Collected data entries
──────────────────────────────

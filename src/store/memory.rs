//! In-process `SharedStore` with TTL semantics.
//!
//! Used for tests and single-node development. Expired keys are dropped
//! lazily on access and by `purge_expired`.

use std::time::Duration;

use async_trait::async_trait;
use dashmap::mapref::entry::Entry;
use dashmap::DashMap;
use tokio::time::Instant;

use super::shared::{SharedStore, StoreError};

#[derive(Debug, Clone)]
struct MemoryEntry {
    value: String,
    expires_at: Option<Instant>,
}

impl MemoryEntry {
    fn is_expired(&self, now: Instant) -> bool {
        self.expires_at.is_some_and(|at| at <= now)
    }
}

/// A DashMap-backed key-value store.
#[derive(Debug, Default)]
pub struct MemoryStore {
    entries: DashMap<String, MemoryEntry>,
}

impl MemoryStore {
    pub fn new() -> Self {
        Self::default()
    }

    /// Drop every expired key. Returns the number removed.
    pub fn purge_expired(&self) -> usize {
        let now = Instant::now();
        let before = self.entries.len();
        self.entries.retain(|_, entry| !entry.is_expired(now));
        before - self.entries.len()
    }

    pub fn len(&self) -> usize {
        self.entries.len()
    }

    pub fn is_empty(&self) -> bool {
        self.entries.is_empty()
    }

    fn live(&self, key: &str) -> Option<MemoryEntry> {
        let now = Instant::now();
        let entry = self.entries.get(key)?.value().clone();
        if entry.is_expired(now) {
            self.entries.remove_if(key, |_, e| e.is_expired(now));
            return None;
        }
        Some(entry)
    }
}

#[async_trait]
impl SharedStore for MemoryStore {
    async fn get(&self, key: &str) -> Result<Option<String>, StoreError> {
        Ok(self.live(key).map(|e| e.value))
    }

    async fn set(&self, key: &str, value: &str, ttl: Option<Duration>) -> Result<(), StoreError> {
        self.entries.insert(
            key.to_string(),
            MemoryEntry {
                value: value.to_string(),
                expires_at: ttl.map(|ttl| Instant::now() + ttl),
            },
        );
        Ok(())
    }

    async fn incr(&self, key: &str) -> Result<i64, StoreError> {
        let now = Instant::now();
        match self.entries.entry(key.to_string()) {
            Entry::Occupied(mut occupied) => {
                let entry = occupied.get_mut();
                if entry.is_expired(now) {
                    *entry = MemoryEntry {
                        value: "1".to_string(),
                        expires_at: None,
                    };
                    return Ok(1);
                }
                let current: i64 = entry
                    .value
                    .parse()
                    .map_err(|_| StoreError::Protocol(format!("{key} is not an integer")))?;
                let next = current + 1;
                entry.value = next.to_string();
                Ok(next)
            }
            Entry::Vacant(vacant) => {
                vacant.insert(MemoryEntry {
                    value: "1".to_string(),
                    expires_at: None,
                });
                Ok(1)
            }
        }
    }

    async fn expire(&self, key: &str, ttl: Duration) -> Result<bool, StoreError> {
        let now = Instant::now();
        match self.entries.get_mut(key) {
            Some(mut entry) if !entry.is_expired(now) => {
                entry.expires_at = Some(now + ttl);
                Ok(true)
            }
            _ => Ok(false),
        }
    }

    async fn ttl(&self, key: &str) -> Result<Option<Duration>, StoreError> {
        let now = Instant::now();
        Ok(self
            .live(key)
            .and_then(|e| e.expires_at)
            .map(|at| at.saturating_duration_since(now)))
    }

    async fn del(&self, key: &str) -> Result<(), StoreError> {
        self.entries.remove(key);
        Ok(())
    }
}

──────────────────────────────

Go through the entries and filter for lines holding the word "usize"; copy each match.

Output of the exercise:
    pub fn purge_expired(&self) -> usize {
    pub fn len(&self) -> usize {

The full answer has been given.